Article 25 of Russia's 1997 religion law does give the Ministry of Justice and its departments the authority to monitor the compliance of a registered religious organisation's aims and activities with its charter. A separate provision in Article 8 obliges a religious organisation to inform its local justice department annually about the continuation of its activities, giving such information as is contained in the state register of legal personalities.

While state registration does require the details of ten founders of a religious organisation – who subsequently take legal responsibility for it – the 1997 religion law refers to these people mostly as "founders" (eight times) and once as "participants" - but never as "members".

After consulting Archbishop Sergi on the issue, a representative of Samara and Syzran Orthodox diocese told Forum 18 on 6 July that the archbishop could not recall being asked for parishioners' details by the regional department of justice, but added that the diocese did not have the information to give in any case. "We don't keep count of who comes to church."

Regional Pentecostal leader Lyashevsky pointed out that while the justice department may have put objections to its request down to a simple "misunderstanding" over terminology, Samara Cable Television had subsequently come under pressure from the local authorities due to its coverage of the issue.

An Irish Catholic priest who ministers to parishes both in Samara and neighbouring Ulyanovsk and Penza regions told Forum 18 on 6 July that he sends annual letters to all three regional justice departments informing them of the continuation of parish activities, giving their legal addresses and the details of their parish priest and diocese. Fr Philip Andrews added, however, that for the past two years Samara's justice department alone has claimed that this information is inadequate and demanded further details - including the addresses and ages of parishioners. Fr Philip told Forum 18 that he disputes the justice department's right to request the personal details of anyone other than the ten legal founders of a religious organisation, and that officials in Penza region have also expressed doubt to him about the actions of their colleagues in Samara.

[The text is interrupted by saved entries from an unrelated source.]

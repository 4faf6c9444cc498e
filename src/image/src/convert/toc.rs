//! Tar layout scanning and framed re-compression shared by the seekable
//! layer formats.
//!
//! A seekable layer is the original tar split into independently
//! compressed frames (gzip members or zstd frames) plus a table of contents
//! locating every file. Concatenated, the frames decompress back to the
//! tar stream.

use std::collections::BTreeMap;
use std::fs::File;
use std::io::{self, BufReader, Read, Seek, SeekFrom, Write};

use base64::Engine as _;
use chrono::{DateTime, TimeZone, Utc};
use serde::{Deserialize, Serialize};
use sha2::{Digest as _, Sha256};

use crate::digest::Digester;

const BLOCK: u64 = 512;

/// One tar entry and where its bytes sit in the uncompressed stream.
#[derive(Debug, Clone)]
pub(crate) struct TarEntry {
    pub name: String,
    pub toc_type: Option<&'static str>,
    pub link_name: String,
    pub mode: u32,
    pub uid: u64,
    pub gid: u64,
    pub user_name: String,
    pub group_name: String,
    pub mod_time: Option<DateTime<Utc>>,
    pub dev_major: u32,
    pub dev_minor: u32,
    pub xattrs: BTreeMap<String, String>,
    /// First byte of the entry, extension headers included.
    pub start: u64,
    /// First byte of the file data.
    pub data_offset: u64,
    pub size: u64,
    /// One past the padded file data.
    pub end: u64,
}

/// Entries of a tar stream plus the end-of-archive trailer.
#[derive(Debug, Clone)]
pub(crate) struct TarLayout {
    pub entries: Vec<TarEntry>,
    pub trailer_start: u64,
    pub len: u64,
}

/// Scan the tar held in `file`. Each entry starts where the previous one
/// ended so PAX and GNU long-name headers stay with their entry.
pub(crate) fn scan(file: &mut File) -> io::Result<TarLayout> {
    file.seek(SeekFrom::Start(0))?;
    let len = file.metadata()?.len();
    let mut archive = tar::Archive::new(BufReader::new(&mut *file));
    let mut entries = Vec::new();
    let mut prev_end = 0;
    for entry in archive.entries()? {
        let mut entry = entry?;
        let size = entry.size();
        let data_offset = entry.raw_file_position();
        let end = data_offset + padded(size);

        let mut xattrs = BTreeMap::new();
        if let Some(exts) = entry.pax_extensions()? {
            for ext in exts {
                let ext = ext?;
                if let Some(name) = ext.key().ok().and_then(|k| k.strip_prefix("SCHILY.xattr.")) {
                    xattrs.insert(
                        name.to_string(),
                        base64::engine::general_purpose::STANDARD.encode(ext.value_bytes()),
                    );
                }
            }
        }

        let header = entry.header();
        let toc_type = match header.entry_type() {
            tar::EntryType::Regular | tar::EntryType::Continuous => Some("reg"),
            tar::EntryType::Directory => Some("dir"),
            tar::EntryType::Symlink => Some("symlink"),
            tar::EntryType::Link => Some("hardlink"),
            tar::EntryType::Char => Some("char"),
            tar::EntryType::Block => Some("block"),
            tar::EntryType::Fifo => Some("fifo"),
            _ => None,
        };
        let mode = header.mode().unwrap_or(0o644);
        let uid = header.uid().unwrap_or(0);
        let gid = header.gid().unwrap_or(0);
        let user_name = header.username().ok().flatten().unwrap_or_default().to_string();
        let group_name = header.groupname().ok().flatten().unwrap_or_default().to_string();
        let mod_time = header
            .mtime()
            .ok()
            .and_then(|t| Utc.timestamp_opt(t as i64, 0).single());
        let dev_major = header.device_major().ok().flatten().unwrap_or(0);
        let dev_minor = header.device_minor().ok().flatten().unwrap_or(0);
        let name = clean_name(&entry.path()?.to_string_lossy());
        let link_name = entry
            .link_name()?
            .map(|l| l.to_string_lossy().into_owned())
            .unwrap_or_default();

        entries.push(TarEntry {
            name,
            toc_type,
            link_name,
            mode,
            uid,
            gid,
            user_name,
            group_name,
            mod_time,
            dev_major,
            dev_minor,
            xattrs,
            start: prev_end,
            data_offset,
            size,
            end,
        });
        prev_end = end;
    }
    Ok(TarLayout {
        entries,
        trailer_start: prev_end,
        len,
    })
}

fn padded(size: u64) -> u64 {
    size.div_ceil(BLOCK) * BLOCK
}

fn clean_name(name: &str) -> String {
    let name = name.trim_start_matches("./").trim_start_matches('/');
    name.trim_end_matches('/').to_string()
}

/// A table-of-contents entry, shared by the eStargz and zstd:chunked
/// indexes.
#[derive(Debug, Clone, Default, PartialEq, Serialize, Deserialize)]
#[serde(rename_all = "camelCase")]
pub struct TocEntry {
    pub name: String,
    #[serde(rename = "type")]
    pub entry_type: String,
    #[serde(default, skip_serializing_if = "is_zero")]
    pub size: u64,
    #[serde(rename = "modtime", default, skip_serializing_if = "Option::is_none")]
    pub mod_time: Option<DateTime<Utc>>,
    #[serde(default, skip_serializing_if = "String::is_empty")]
    pub link_name: String,
    #[serde(default, skip_serializing_if = "is_zero32")]
    pub mode: u32,
    #[serde(default, skip_serializing_if = "is_zero")]
    pub uid: u64,
    #[serde(default, skip_serializing_if = "is_zero")]
    pub gid: u64,
    #[serde(default, skip_serializing_if = "String::is_empty")]
    pub user_name: String,
    #[serde(default, skip_serializing_if = "String::is_empty")]
    pub group_name: String,
    #[serde(default, skip_serializing_if = "is_zero32")]
    pub dev_major: u32,
    #[serde(default, skip_serializing_if = "is_zero32")]
    pub dev_minor: u32,
    #[serde(default, skip_serializing_if = "BTreeMap::is_empty")]
    pub xattrs: BTreeMap<String, String>,
    #[serde(default, skip_serializing_if = "String::is_empty")]
    pub digest: String,
    #[serde(default, skip_serializing_if = "is_zero")]
    pub offset: u64,
    #[serde(default, skip_serializing_if = "Option::is_none")]
    pub end_offset: Option<u64>,
    #[serde(default, skip_serializing_if = "is_zero")]
    pub chunk_offset: u64,
    #[serde(default, skip_serializing_if = "is_zero")]
    pub chunk_size: u64,
    #[serde(default, skip_serializing_if = "String::is_empty")]
    pub chunk_digest: String,
    #[serde(default, skip_serializing_if = "is_zero")]
    pub inner_offset: u64,
}

fn is_zero(v: &u64) -> bool {
    *v == 0
}

fn is_zero32(v: &u32) -> bool {
    *v == 0
}

/// A table of contents document.
#[derive(Debug, Clone, PartialEq, Serialize, Deserialize)]
pub struct Toc {
    pub version: u32,
    pub entries: Vec<TocEntry>,
}

/// How frames are compressed.
#[derive(Debug, Clone, Copy)]
pub(crate) enum Codec {
    Gzip(u32),
    Zstd(i32),
}

impl Codec {
    fn compress(&self, data: &[u8]) -> io::Result<Vec<u8>> {
        match *self {
            Codec::Gzip(level) => {
                let mut encoder =
                    flate2::write::GzEncoder::new(Vec::new(), flate2::Compression::new(level.min(9)));
                encoder.write_all(data)?;
                encoder.finish()
            }
            Codec::Zstd(level) => zstd::stream::encode_all(data, level),
        }
    }
}

/// Where a piece of data landed: its frame and its offset inside the
/// decompressed frame.
#[derive(Debug, Clone, Copy)]
pub(crate) struct Slot {
    pub frame: usize,
    pub inner: u64,
}

/// Writes a sequence of independently compressed frames.
///
/// Data accumulates in the open frame until a split is requested and the
/// frame holds at least `min_frame` bytes.
pub(crate) struct FrameWriter<'w, W: Write> {
    out: &'w mut W,
    codec: Codec,
    min_frame: u64,
    buf: Vec<u8>,
    open: bool,
    written: u64,
    /// Compressed `(start, end)` of every closed frame.
    frames: Vec<(u64, u64)>,
    uncompressed: Digester,
}

impl<'w, W: Write> FrameWriter<'w, W> {
    pub fn new(out: &'w mut W, codec: Codec, min_frame: u64) -> Self {
        Self {
            out,
            codec,
            min_frame,
            buf: Vec::new(),
            open: false,
            written: 0,
            frames: Vec::new(),
            uncompressed: Digester::new(),
        }
    }

    /// Position the next write. With `split` a non-empty open frame that
    /// reached the minimum size is closed first.
    pub fn begin(&mut self, split: bool) -> io::Result<Slot> {
        if self.open && split && !self.buf.is_empty() && self.buf.len() as u64 >= self.min_frame {
            self.close()?;
        }
        if !self.open {
            self.open = true;
            self.buf.clear();
        }
        Ok(Slot {
            frame: self.frames.len(),
            inner: self.buf.len() as u64,
        })
    }

    pub fn write(&mut self, data: &[u8]) -> io::Result<()> {
        if !self.open {
            self.begin(false)?;
        }
        self.buf.extend_from_slice(data);
        self.uncompressed.update(data);
        Ok(())
    }

    pub fn close(&mut self) -> io::Result<()> {
        if !self.open {
            return Ok(());
        }
        let data = self.codec.compress(&self.buf)?;
        self.out.write_all(&data)?;
        let start = self.written;
        self.written += data.len() as u64;
        self.frames.push((start, self.written));
        self.buf.clear();
        self.open = false;
        Ok(())
    }

    /// Write bytes outside any frame, e.g. a footer.
    pub fn write_raw(&mut self, data: &[u8]) -> io::Result<()> {
        self.close()?;
        self.out.write_all(data)?;
        self.written += data.len() as u64;
        Ok(())
    }

    /// Compressed bytes written so far. Closes the open frame.
    pub fn position(&mut self) -> io::Result<u64> {
        self.close()?;
        Ok(self.written)
    }

    pub fn frame(&self, slot: Slot) -> (u64, u64) {
        self.frames.get(slot.frame).copied().unwrap_or((self.written, self.written))
    }

    /// Close the open frame and return `(diff ID, uncompressed size)`.
    pub fn finish(mut self) -> io::Result<(String, u64)> {
        self.close()?;
        Ok(self.uncompressed.finish())
    }
}

/// Copy `len` bytes at `start` of `file` into the open frame.
pub(crate) fn copy_range<W: Write>(
    file: &mut File,
    start: u64,
    len: u64,
    frames: &mut FrameWriter<'_, W>,
) -> io::Result<()> {
    if len == 0 {
        return Ok(());
    }
    file.seek(SeekFrom::Start(start))?;
    let mut reader = (&mut *file).take(len);
    let mut buf = vec![0u8; 64 << 10];
    loop {
        let n = reader.read(&mut buf)?;
        if n == 0 {
            break;
        }
        frames.write(&buf[..n])?;
    }
    Ok(())
}

/// Emit every entry of `layout` as frames and return its TOC entries.
///
/// Headers join the open frame. File data is cut into `chunk_size` chunks,
/// each starting a frame; the first chunk is described by the file's own
/// entry and the rest by `chunk` entries. The trailer is not written.
pub(crate) fn emit_entries<W: Write>(
    file: &mut File,
    layout: &TarLayout,
    frames: &mut FrameWriter<'_, W>,
    chunk_size: u64,
) -> io::Result<Vec<(TocEntry, Option<Slot>)>> {
    let chunk_size = chunk_size.max(1);
    let mut out = Vec::with_capacity(layout.entries.len());
    for entry in &layout.entries {
        frames.begin(false)?;
        copy_range(file, entry.start, entry.data_offset - entry.start, frames)?;

        let base = TocEntry {
            name: entry.name.clone(),
            entry_type: entry.toc_type.unwrap_or_default().to_string(),
            size: entry.size,
            mod_time: entry.mod_time,
            link_name: entry.link_name.clone(),
            mode: entry.mode,
            uid: entry.uid,
            gid: entry.gid,
            user_name: entry.user_name.clone(),
            group_name: entry.group_name.clone(),
            dev_major: entry.dev_major,
            dev_minor: entry.dev_minor,
            xattrs: entry.xattrs.clone(),
            ..Default::default()
        };

        if entry.toc_type != Some("reg") || entry.size == 0 {
            copy_range(file, entry.data_offset, entry.end - entry.data_offset, frames)?;
            if entry.toc_type.is_some() {
                out.push((base, None));
            }
            continue;
        }

        let chunked = entry.size > chunk_size;
        let mut file_digest = Sha256::new();
        let mut chunks = Vec::new();
        let mut offset = 0;
        while offset < entry.size {
            let len = chunk_size.min(entry.size - offset);
            let slot = frames.begin(true)?;
            let mut data = vec![0u8; len as usize];
            file.seek(SeekFrom::Start(entry.data_offset + offset))?;
            file.read_exact(&mut data)?;
            file_digest.update(&data);
            frames.write(&data)?;
            chunks.push((offset, len, crate::digest::sha256_of(&data), slot));
            offset += len;
        }
        copy_range(file, entry.data_offset + entry.size, entry.end - entry.data_offset - entry.size, frames)?;

        let digest = format!("sha256:{}", hex::encode(file_digest.finalize()));
        for (i, (chunk_offset, len, chunk_digest, slot)) in chunks.into_iter().enumerate() {
            let toc = if i == 0 {
                TocEntry {
                    digest: digest.clone(),
                    chunk_size: if chunked { len } else { 0 },
                    chunk_digest,
                    ..base.clone()
                }
            } else {
                TocEntry {
                    name: entry.name.clone(),
                    entry_type: "chunk".to_string(),
                    chunk_offset,
                    chunk_size: len,
                    chunk_digest,
                    ..Default::default()
                }
            };
            out.push((toc, Some(slot)));
        }
    }
    Ok(out)
}

/// Fill in compressed offsets once every frame is closed.
pub(crate) fn resolve<W: Write>(
    pending: Vec<(TocEntry, Option<Slot>)>,
    frames: &FrameWriter<'_, W>,
    with_end: bool,
) -> Vec<TocEntry> {
    pending
        .into_iter()
        .map(|(mut entry, slot)| {
            if let Some(slot) = slot {
                let (start, end) = frames.frame(slot);
                entry.offset = start;
                entry.inner_offset = slot.inner;
                if with_end {
                    entry.end_offset = Some(end);
                }
            }
            entry
        })
        .collect()
}

/// Stage a decompressed stream in an anonymous temp file for scanning.
pub(crate) fn stage(reader: &mut dyn Read) -> io::Result<File> {
    let mut file = tempfile::tempfile()?;
    io::copy(reader, &mut file)?;
    file.flush()?;
    Ok(file)
}
//! `cask pull` command.

use cask_core::{CaskError, Result};
use cask_image::ops::{self, PullOptions, Unpack};
use cask_image::signature::CosignOptions;
use cask_image::VerifyMode;
use clap::Args;

use super::{PlatformArgs, Session};

#[derive(Args, Debug)]
pub struct PullArgs {
    /// Image reference (e.g., "alpine:latest", "ghcr.io/org/image:tag")
    pub image: String,

    /// Suppress progress output and print only the digest
    #[arg(short, long)]
    pub quiet: bool,

    #[command(flatten)]
    pub platform: PlatformArgs,

    /// Unpack the image for the current snapshotter: auto, true or false
    #[arg(long, default_value = "auto")]
    pub unpack: String,

    /// Verify the image: none, cosign or notation
    #[arg(long, default_value = "none")]
    pub verify: String,

    /// Path to the public key file, KMS URI or Kubernetes Secret for --verify=cosign
    #[arg(long)]
    pub cosign_key: Option<String>,

    /// Identity expected in a valid keyless certificate
    #[arg(long)]
    pub cosign_certificate_identity: Option<String>,

    /// Regular expression for the keyless certificate identity
    #[arg(long)]
    pub cosign_certificate_identity_regexp: Option<String>,

    /// OIDC issuer expected in a valid keyless certificate
    #[arg(long)]
    pub cosign_certificate_oidc_issuer: Option<String>,

    /// Regular expression for the keyless certificate OIDC issuer
    #[arg(long)]
    pub cosign_certificate_oidc_issuer_regexp: Option<String>,

    /// Digest of a SOCI index to use for lazy pulling
    #[arg(long)]
    pub soci_index_digest: Option<String>,
}

impl PullArgs {
    fn options(&self) -> Result<PullOptions> {
        if self.soci_index_digest.is_some() {
            return Err(CaskError::Unsupported(
                "--soci-index-digest requires the soci snapshotter".to_string(),
            ));
        }
        let cosign = CosignOptions {
            key: self.cosign_key.clone(),
            certificate_identity: self.cosign_certificate_identity.clone(),
            certificate_identity_regexp: self.cosign_certificate_identity_regexp.clone(),
            certificate_oidc_issuer: self.cosign_certificate_oidc_issuer.clone(),
            certificate_oidc_issuer_regexp: self.cosign_certificate_oidc_issuer_regexp.clone(),
        };
        Ok(PullOptions {
            platforms: self.platform.platforms.clone(),
            all_platforms: self.platform.all_platforms,
            unpack: Unpack::parse(&self.unpack)?,
            quiet: self.quiet,
            verify: VerifyMode::parse(&self.verify, cosign)?,
            progress_to_stdout: true,
        })
    }
}

pub async fn execute(session: &Session, args: PullArgs) -> Result<()> {
    let opts = args.options()?;
    ops::pull(&session.client, &session.ctx, &session.streams, &args.image, &opts).await?;
    Ok(())
}

#[cfg(test)]
mod tests {
    use super::*;
    use clap::Parser;

    #[derive(Parser)]
    struct Wrapper {
        #[command(flatten)]
        args: PullArgs,
    }

    fn parse(argv: &[&str]) -> PullArgs {
        Wrapper::try_parse_from(std::iter::once("pull").chain(argv.iter().copied()))
            .unwrap()
            .args
    }

    #[test]
    fn test_defaults() {
        let opts = parse(&["alpine"]).options().unwrap();
        assert_eq!(opts.unpack, Unpack::Auto);
        assert_eq!(opts.verify, VerifyMode::None);
        assert!(opts.progress_to_stdout);
    }

    #[test]
    fn test_cosign_flags() {
        let opts = parse(&["--verify", "cosign", "--cosign-key", "cosign.pub", "alpine"])
            .options()
            .unwrap();
        let VerifyMode::Cosign(cosign) = opts.verify else {
            panic!("expected cosign");
        };
        assert_eq!(cosign.key.as_deref(), Some("cosign.pub"));
    }

    #[test]
    fn test_invalid_values() {
        assert!(parse(&["--unpack", "maybe", "alpine"]).options().is_err());
        assert!(parse(&["--verify", "gpg", "alpine"]).options().is_err());
        let err = parse(&["--soci-index-digest", "sha256:abc", "alpine"]).options().unwrap_err();
        assert!(err.is(cask_core::ErrorKind::Unsupported));
    }
}
impl Node {
    /// Classify `desc`, parsing `data` when it is a manifest or index.
    pub fn parse(desc: &Descriptor, data: &[u8]) -> Result<Self> {
        let mt = desc.media_type.as_str();
        if media::is_manifest(mt) {
            Ok(Node::Manifest(desc.clone(), serde_json::from_slice(data)?))
        } else if media::is_index(mt) {
            Ok(Node::Index(desc.clone(), serde_json::from_slice(data)?))
        } else {
            Ok(Self::leaf(desc))
        }
    }

    /// Classify a descriptor whose bytes are never needed.
    pub fn leaf(desc: &Descriptor) -> Self {
        let mt = desc.media_type.as_str();
        if media::is_config(mt) {
            Node::Config(desc.clone())
        } else if media::is_layer(mt) {
            Node::Layer(desc.clone())
        } else {
            Node::Opaque(desc.clone())
        }
    }

    /// True if walking this descriptor requires reading its bytes.
    pub fn has_children(desc: &Descriptor) -> bool {
        media::is_manifest(&desc.media_type) || media::is_index(&desc.media_type)
    }

    /// Read and classify `desc` from the store.
    pub async fn load(cs: &dyn ContentStore, ctx: &OpContext, desc: &Descriptor) -> Result<Self> {
        if !Self::has_children(desc) {
            return Ok(Self::leaf(desc));
        }
        let data = cs.read_blob(ctx, &desc.digest, Some(MAX_JSON_BLOB)).await?;
        Self::parse(desc, &data)
    }

    pub fn descriptor(&self) -> &Descriptor {
        match self {
            Node::Manifest(d, _)
            | Node::Index(d, _)
            | Node::Config(d)
            | Node::Layer(d)
            | Node::Opaque(d) => d,
        }
    }

    /// Direct children: config then layers for a manifest, the manifests of
    /// an index, nothing otherwise.
    pub fn children(&self) -> Vec<Descriptor> {
        match self {
            Node::Manifest(_, m) => m.child_descriptors(),
            Node::Index(_, i) => i.manifest_descriptors(),
            _ => Vec::new(),
        }
    }

    /// Children an operation under `matcher` needs. Index entries without a
    /// platform are always kept.
    pub fn children_for(&self, matcher: &MatchComparer) -> Vec<Descriptor> {
        match self {
            Node::Index(_, i) => i
                .manifest_descriptors()
                .into_iter()
                .filter(|d| d.platform.as_ref().map_or(true, |p| matcher.matches(p)))
                .collect(),
            _ => self.children(),
        }
    }
}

In an April 2004 letter to Resurrection Baptist Church, Chelyabinsk region's justice department cites Article 25 of the 1997 religion law in requesting "a list of members of the religious organisation, including their full names". The letter requests numerous other details, such as decisions made by the ruling organs and leaders of the religious organisation between 2001-04, materials concerning the creation of representative bodies and/or commercial organisations and the nature and order of their activity, documentation relating to check-ups by government inspectorates, and information given to tax inspectorates between 2001-04.

Pastor Vitali Sobolev of the church told Forum 18 on 30 June that he had assumed that the request for a list of members referred to the ten founders stipulated in the 1997 law, "so I didn't make any fuss and just put down those names". This was the first time he had received such a request, he said, and added that, while the justice department had subsequently asked follow-up questions about some of the other information supplied by the church, these had not concerned the point about members.

Also speaking to Forum 18 on 30 June, Nikolai Zhimurshchik of Chelyabinsk's Jehovah's Witness community said that his congregation had not received any request for information from the regional department of justice since it finally won its legal battle for state registration in April 2003.

Last year Kostroma's regional department of justice requested church membership records as part of a check-up on Family of God Pentecostal Church.